Notice the small web cam on the podium.

Scott then proceeded to provide his presentation. It worked pretty well, although we did have some lag a couple of times. Scott provided his content and interacted with the students through the classroom mic (students came up and asked questions) and from time-to-time Scott would ask them to raise their hands in agreement or to check understanding. Then he really got them moving and put the students through their paces by having them do some breathing and speaking exercises.

Screen shot of the presentation where the students practice the famous Buh, Duh, Guh exercise.
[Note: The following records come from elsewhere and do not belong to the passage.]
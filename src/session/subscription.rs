//! Subscription registry and push router.
//!
//! The device identifies every push stream by an opaque publish token. The
//! client derives the token from block id, subscription type, and optional
//! channel, sends it in the subscribe command, and keys the registry by
//! whatever token ends up live (a device may rewrite it in the ack).
//!
//! Routing runs inside the receive loop. Block callbacks must only update
//! in-block state: submitting a command from inside a callback would wait
//! on a reply that only the receive loop itself can deliver.

use std::collections::HashMap;
use std::sync::{Arc, Mutex};

use tracing::{debug, error, warn};
use ttp_protocol::{Publish, Value, subscribe_command};

use crate::session::command::{CommandError, CommandQueue};

// ---------------------------------------------------------------------------
// Subscriber surface
// ---------------------------------------------------------------------------

/// One routed subscription push, with the registry's record metadata
/// (subscription type, registered channel) merged in.
#[derive(Debug, Clone)]
pub struct PublishUpdate {
    pub token: String,
    pub subscribe_type: String,
    /// Channel index: the wire `index=` field when present, else the
    /// channel the subscription was registered with.
    pub channel: Option<u32>,
    pub value: Value,
}

/// Receiving end of a subscription. Implementations must not block and must
/// not submit commands (see module docs).
pub trait SubscriptionSink: Send + Sync {
    fn subscription_callback(&self, update: &PublishUpdate);
}

/// One subscription a block wants: type plus optional channel.
#[derive(Debug, Clone, PartialEq, Eq)]
pub struct SubscribeSpec {
    pub subscribe_type: String,
    pub channel: Option<u32>,
}

impl SubscribeSpec {
    pub fn all(subscribe_type: &str) -> Self {
        SubscribeSpec {
            subscribe_type: subscribe_type.to_owned(),
            channel: None,
        }
    }

    pub fn channel(subscribe_type: &str, channel: u32) -> Self {
        SubscribeSpec {
            subscribe_type: subscribe_type.to_owned(),
            channel: Some(channel),
        }
    }
}

// ---------------------------------------------------------------------------
// Registry
// ---------------------------------------------------------------------------

#[derive(Clone)]
struct SubscriptionRecord {
    owner: Arc<dyn SubscriptionSink>,
    subscribe_type: String,
    channel: Option<u32>,
}

/// Token → subscriber map, shared between the receive loop (router) and
/// whoever registers (connect path and poller re-registration).
#[derive(Clone)]
pub struct SubscriptionRegistry {
    records: Arc<Mutex<HashMap<String, SubscriptionRecord>>>,
    queue: CommandQueue,
}

impl SubscriptionRegistry {
    pub(crate) fn new(queue: CommandQueue) -> Self {
        SubscriptionRegistry {
            records: Arc::new(Mutex::new(HashMap::new())),
            queue,
        }
    }

    /// Subscribe `owner` to one push stream of `block_id`.
    ///
    /// Idempotent: registering the same logical subscription again replaces
    /// the record, which is exactly what the periodic re-registration cycle
    /// relies on (the device tolerates redundant subscribe commands).
    ///
    /// A device `-ERR` is logged and swallowed — re-registration is routine
    /// and a transient refusal must not take the session down.
    pub(crate) async fn register(
        &self,
        owner: Arc<dyn SubscriptionSink>,
        block_id: &str,
        spec: &SubscribeSpec,
    ) -> Result<(), CommandError> {
        let derived = derive_token(block_id, spec);
        let command = subscribe_command(block_id, &spec.subscribe_type, spec.channel, &derived);
        let response = self.queue.submit(command).await?;

        if let Some(message) = response.error_message() {
            warn!(
                block_id,
                subscribe_type = %spec.subscribe_type,
                message,
                "device refused subscription"
            );
            return Ok(());
        }

        // The ack may carry the token the device will actually publish under.
        let token = response
            .value()
            .and_then(|v| v.get("publishToken"))
            .and_then(Value::as_str)
            .map_or(derived, str::to_owned);

        let record = SubscriptionRecord {
            owner,
            subscribe_type: spec.subscribe_type.clone(),
            channel: spec.channel,
        };
        self.records
            .lock()
            .expect("subscription registry lock")
            .insert(token, record);
        Ok(())
    }

    /// Route one push frame to its subscriber. Unknown tokens are logged
    /// and dropped.
    pub(crate) fn route(&self, publish: &Publish) {
        let record = self
            .records
            .lock()
            .expect("subscription registry lock")
            .get(&publish.token)
            .cloned();
        let Some(record) = record else {
            error!(token = %publish.token, "publish for unregistered token, dropped");
            return;
        };
        let update = PublishUpdate {
            token: publish.token.clone(),
            subscribe_type: record.subscribe_type.clone(),
            channel: publish.channel.or(record.channel),
            value: publish.value.clone(),
        };
        debug!(token = %update.token, subscribe_type = %update.subscribe_type, "publish routed");
        record.owner.subscription_callback(&update);
    }

    #[cfg(test)]
    pub(crate) fn install_for_test(
        &self,
        token: &str,
        owner: Arc<dyn SubscriptionSink>,
        spec: &SubscribeSpec,
    ) {
        self.records.lock().expect("subscription registry lock").insert(
            token.to_owned(),
            SubscriptionRecord {
                owner,
                subscribe_type: spec.subscribe_type.clone(),
                channel: spec.channel,
            },
        );
    }
}

fn derive_token(block_id: &str, spec: &SubscribeSpec) -> String {
    match spec.channel {
        Some(ch) => format!("{}.{}.{}", block_id, spec.subscribe_type, ch),
        None => format!("{}.{}", block_id, spec.subscribe_type),
    }
}
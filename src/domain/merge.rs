//! Set-style combination of datasets.
//!
//! Four modes are supported:
//! - `concat`: stack rows in input order, union of columns.
//! - `union`: `concat` then drop exact duplicate rows (first occurrence wins).
//! - `intersection`: inner join of exactly two datasets on every shared column.
//! - `outer`: pairwise full outer join on the declared key columns, folding
//!   left to right. Shared non-key columns are suffixed with the name of the
//!   dataset they came from.

use crate::domain::dataset::{Dataset, SOURCE_TAG, Value};
use crate::domain::error::TradestatsError;
use std::collections::{HashMap, HashSet};
use std::fmt;
use std::str::FromStr;

#[derive(Debug, Clone, Copy, PartialEq, Eq)]
pub enum MergeMode {
    Concat,
    Union,
    Intersection,
    Outer,
}

impl fmt::Display for MergeMode {
    fn fmt(&self, f: &mut fmt::Formatter<'_>) -> fmt::Result {
        let s = match self {
            MergeMode::Concat => "concat",
            MergeMode::Union => "union",
            MergeMode::Intersection => "intersection",
            MergeMode::Outer => "outer",
        };
        f.write_str(s)
    }
}

impl FromStr for MergeMode {
    type Err = String;

    fn from_str(s: &str) -> Result<Self, Self::Err> {
        match s.trim().to_lowercase().as_str() {
            "concat" | "stack" => Ok(MergeMode::Concat),
            "union" => Ok(MergeMode::Union),
            "intersection" | "inner" => Ok(MergeMode::Intersection),
            "outer" => Ok(MergeMode::Outer),
            other => Err(format!(
                "unknown merge mode '{other}' (expected concat, union, intersection or outer)"
            )),
        }
    }
}

pub fn merge(
    datasets: &[Dataset],
    mode: MergeMode,
    key_columns: &[String],
) -> Result<Dataset, TradestatsError> {
    match mode {
        MergeMode::Concat => Ok(concat(datasets)),
        MergeMode::Union => Ok(union(datasets)),
        MergeMode::Intersection => match datasets {
            [left, right] => intersection(left, right),
            _ => Err(TradestatsError::UnsupportedCardinality {
                mode: mode.to_string(),
                inputs: datasets.len(),
            }),
        },
        MergeMode::Outer => outer(datasets, key_columns),
    }
}

fn combined_name(datasets: &[Dataset]) -> String {
    datasets
        .iter()
        .map(|d| d.name.as_str())
        .collect::<Vec<_>>()
        .join("+")
}

pub fn concat(datasets: &[Dataset]) -> Dataset {
    let mut columns: Vec<String> = Vec::new();
    for ds in datasets {
        for col in &ds.columns {
            if !columns.contains(col) {
                columns.push(col.clone());
            }
        }
    }

    let total = datasets.iter().map(Dataset::len).sum();
    let mut rows = Vec::with_capacity(total);
    for ds in datasets {
        let positions: Vec<Option<usize>> =
            columns.iter().map(|c| ds.column_index(c)).collect();
        for row in &ds.rows {
            rows.push(
                positions
                    .iter()
                    .map(|p| p.map(|i| row[i].clone()).unwrap_or(Value::Null))
                    .collect(),
            );
        }
    }

    Dataset {
        name: combined_name(datasets),
        columns,
        rows,
    }
}

pub fn union(datasets: &[Dataset]) -> Dataset {
    let mut stacked = concat(datasets);
    let mut seen: HashSet<Vec<Value>> = HashSet::with_capacity(stacked.len());
    stacked.rows.retain(|row| seen.insert(row.clone()));
    stacked
}

fn key_of(row: &[Value], positions: &[usize]) -> Vec<Value> {
    positions.iter().map(|&i| row[i].clone()).collect()
}

fn index_rows(dataset: &Dataset, positions: &[usize]) -> HashMap<Vec<Value>, Vec<usize>> {
    let mut index: HashMap<Vec<Value>, Vec<usize>> = HashMap::new();
    for (i, row) in dataset.rows.iter().enumerate() {
        index.entry(key_of(row, positions)).or_default().push(i);
    }
    index
}

pub fn intersection(left: &Dataset, right: &Dataset) -> Result<Dataset, TradestatsError> {
    let common: Vec<String> = left
        .columns
        .iter()
        .filter(|c| right.has_column(c))
        .cloned()
        .collect();
    if common.is_empty() {
        return Err(TradestatsError::NoCommonColumns {
            left: left.name.clone(),
            right: right.name.clone(),
        });
    }

    let left_pos: Vec<usize> = common.iter().filter_map(|c| left.column_index(c)).collect();
    let right_pos: Vec<usize> = common.iter().filter_map(|c| right.column_index(c)).collect();
    let extra: Vec<usize> = (0..right.columns.len())
        .filter(|i| !right_pos.contains(i))
        .collect();

    let mut columns = left.columns.clone();
    columns.extend(extra.iter().map(|&i| right.columns[i].clone()));

    let index = index_rows(right, &right_pos);
    let mut rows = Vec::new();
    for lrow in &left.rows {
        if let Some(matches) = index.get(&key_of(lrow, &left_pos)) {
            for &r in matches {
                let mut row = lrow.clone();
                row.extend(extra.iter().map(|&i| right.rows[r][i].clone()));
                rows.push(row);
            }
        }
    }

    Ok(Dataset {
        name: format!("{}+{}", left.name, right.name),
        columns,
        rows,
    })
}

/// Suffix labels: the dataset name when non-empty and unique among the
/// inputs, otherwise its 1-based position (`df1`, `df2`, ...).
fn suffix_labels(datasets: &[Dataset]) -> Vec<String> {
    datasets
        .iter()
        .enumerate()
        .map(|(i, d)| {
            let unique = datasets.iter().filter(|o| o.name == d.name).count() == 1;
            if d.name.is_empty() || !unique {
                format!("df{}", i + 1)
            } else {
                d.name.clone()
            }
        })
        .collect()
}

pub fn outer(datasets: &[Dataset], key_columns: &[String]) -> Result<Dataset, TradestatsError> {
    let Some((first, rest)) = datasets.split_first() else {
        return Ok(Dataset::default());
    };
    let labels = suffix_labels(datasets);

    let mut acc = first.clone();
    // Bare column name in the accumulator -> label of the dataset it came from.
    let mut origins: HashMap<String, String> = first
        .columns
        .iter()
        .map(|c| (c.clone(), labels[0].clone()))
        .collect();
    // Base names that have been suffixed at some step.
    let mut disambiguated: HashSet<String> = HashSet::new();

    for (step, right) in rest.iter().enumerate() {
        acc = outer_step(
            &acc,
            right,
            &labels[step + 1],
            key_columns,
            &mut origins,
            &mut disambiguated,
        )?;
        tracing::debug!(
            step = step + 1,
            rows = acc.len(),
            columns = acc.columns.len(),
            "outer merge step"
        );
    }
    Ok(acc)
}

fn outer_step(
    left: &Dataset,
    right: &Dataset,
    right_label: &str,
    key_columns: &[String],
    origins: &mut HashMap<String, String>,
    disambiguated: &mut HashSet<String>,
) -> Result<Dataset, TradestatsError> {
    let keys: Vec<&String> = key_columns
        .iter()
        .filter(|k| left.has_column(k) && right.has_column(k))
        .collect();
    if keys.is_empty() {
        return Err(TradestatsError::NoCommonColumns {
            left: left.name.clone(),
            right: right.name.clone(),
        });
    }
    let is_key = |c: &str| keys.iter().any(|k| k.as_str() == c);

    // Recomputed against the current accumulator on every step.
    let collisions: HashSet<String> = right
        .columns
        .iter()
        .filter(|c| !is_key(c) && c.as_str() != SOURCE_TAG)
        .filter(|c| left.has_column(c) || disambiguated.contains(c.as_str()))
        .cloned()
        .collect();

    let mut columns: Vec<String> = left
        .columns
        .iter()
        .map(|c| {
            if collisions.contains(c) {
                let origin = origins.remove(c).unwrap_or_else(|| left.name.clone());
                format!("{c}_{origin}")
            } else {
                c.clone()
            }
        })
        .collect();

    let left_tag = left.column_index(SOURCE_TAG);
    let right_tag = right.column_index(SOURCE_TAG);
    let shared_tag = left_tag.is_some() && right_tag.is_some();

    let mut extra: Vec<usize> = Vec::new();
    for (i, c) in right.columns.iter().enumerate() {
        if is_key(c) || (shared_tag && c == SOURCE_TAG) {
            continue;
        }
        extra.push(i);
        if collisions.contains(c) {
            columns.push(format!("{c}_{right_label}"));
        } else {
            origins.insert(c.clone(), right_label.to_string());
            columns.push(c.clone());
        }
    }
    disambiguated.extend(collisions);

    let left_keys: Vec<usize> = keys.iter().filter_map(|k| left.column_index(k)).collect();
    let right_keys: Vec<usize> = keys.iter().filter_map(|k| right.column_index(k)).collect();
    let index = index_rows(right, &right_keys);
    let mut matched = vec![false; right.len()];
    let mut rows = Vec::new();

    for lrow in &left.rows {
        match index.get(&key_of(lrow, &left_keys)) {
            Some(hits) => {
                for &r in hits {
                    matched[r] = true;
                    let rrow = &right.rows[r];
                    let mut row = lrow.clone();
                    if let (Some(lt), Some(rt)) = (left_tag, right_tag) {
                        row[lt] = combine_tags(&lrow[lt], &rrow[rt]);
                    }
                    row.extend(extra.iter().map(|&i| rrow[i].clone()));
                    rows.push(row);
                }
            }
            None => {
                let mut row = lrow.clone();
                row.extend(extra.iter().map(|_| Value::Null));
                rows.push(row);
            }
        }
    }

    for (r, rrow) in right.rows.iter().enumerate() {
        if matched[r] {
            continue;
        }
        let mut row = vec![Value::Null; left.columns.len()];
        for (&li, &ri) in left_keys.iter().zip(&right_keys) {
            row[li] = rrow[ri].clone();
        }
        if let (Some(lt), Some(rt)) = (left_tag, right_tag) {
            row[lt] = rrow[rt].clone();
        }
        row.extend(extra.iter().map(|&i| rrow[i].clone()));
        rows.push(row);
    }

    Ok(Dataset {
        name: format!("{}+{}", left.name, right.name),
        columns,
        rows,
    })
}

fn combine_tags(left: &Value, right: &Value) -> Value {
    match (left, right) {
        (Value::Null, r) => r.clone(),
        (l, Value::Null) => l.clone(),
        (l, r) if l == r => l.clone(),
        (l, r) => Value::Text(format!("{l}+{r}")),
    }
}
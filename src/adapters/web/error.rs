//! JSON error responses for the web adapter.

use axum::{
    Json,
    http::StatusCode,
    response::{IntoResponse, Response},
};
use serde::Serialize;

use crate::domain::error::TradestatsError;

/// Body shared by token failures and path escapes.
pub const UNAUTHORIZED_MESSAGE: &str = "Unauthorized access";

#[derive(Debug)]
pub struct WebError {
    pub status: StatusCode,
    pub message: String,
}

#[derive(Serialize)]
struct ErrorBody<'a> {
    error: &'a str,
}

impl WebError {
    pub fn new(status: StatusCode, message: impl Into<String>) -> Self {
        Self {
            status,
            message: message.into(),
        }
    }

    pub fn unauthorized() -> Self {
        Self::new(StatusCode::FORBIDDEN, UNAUTHORIZED_MESSAGE)
    }

    pub fn not_found(message: impl Into<String>) -> Self {
        Self::new(StatusCode::NOT_FOUND, message)
    }

    pub fn internal() -> Self {
        Self::new(StatusCode::INTERNAL_SERVER_ERROR, "internal server error")
    }
}

impl From<TradestatsError> for WebError {
    fn from(err: TradestatsError) -> Self {
        match &err {
            TradestatsError::Unauthorized => Self::unauthorized(),
            TradestatsError::PathEscape { requested } => {
                tracing::warn!(%requested, "rejected path outside the data root");
                Self::unauthorized()
            }
            TradestatsError::NotFound { .. } => Self::not_found(err.to_string()),
            TradestatsError::RowCountMismatch { .. }
            | TradestatsError::UnsupportedCardinality { .. }
            | TradestatsError::NoCommonColumns { .. }
            | TradestatsError::MissingColumn { .. }
            | TradestatsError::NonNumeric { .. } => {
                Self::new(StatusCode::UNPROCESSABLE_ENTITY, err.to_string())
            }
            TradestatsError::InvalidSelection { .. }
            | TradestatsError::ConfigParse { .. }
            | TradestatsError::ConfigMissing { .. }
            | TradestatsError::ConfigInvalid { .. } => {
                Self::new(StatusCode::BAD_REQUEST, err.to_string())
            }
            TradestatsError::Fetch { .. } => Self::new(StatusCode::BAD_GATEWAY, err.to_string()),
            TradestatsError::Csv { .. } | TradestatsError::Io(_) => {
                tracing::error!(error = %err, "request failed");
                Self::internal()
            }
        }
    }
}

impl IntoResponse for WebError {
    fn into_response(self) -> Response {
        let body = ErrorBody {
            error: &self.message,
        };
        (self.status, Json(body)).into_response()
    }
}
Then Scott got the students on their feet and had them do even more breathing exercises. He really interacted well with the students over a distance and was a great example of how a person can present to an audience via distance and still engage and keep the attention of the learners.

Everybody stand up.

The class was a great example of how an online presentation to a group of students can be engaging and interactive. Scott stood up to illustrate hand placement and aids like a pen to assist with speaking and breathing and we could still see him on the web cam. He could see if students were raising their hands and he could direct them through exercises. The set up worked well and while the interaction wasn’t ideal, it still showed a great deal of interaction and promise. This is especially interesting since Scott provides such movement and physical activity in his talk. Overall I’d say it was a great example of the impact and potential of distance learning.

To top off the class, Robyn from the Dishing Design blog made a guest appearance and spoke to the students about networking which they will need next week when the meet the corporate professionals at the Corporate Advisory Council Event… I’m sure they’d be glad to get any advice…so if you have some, please comment.

Robyn providing valuable networking tips and techniques.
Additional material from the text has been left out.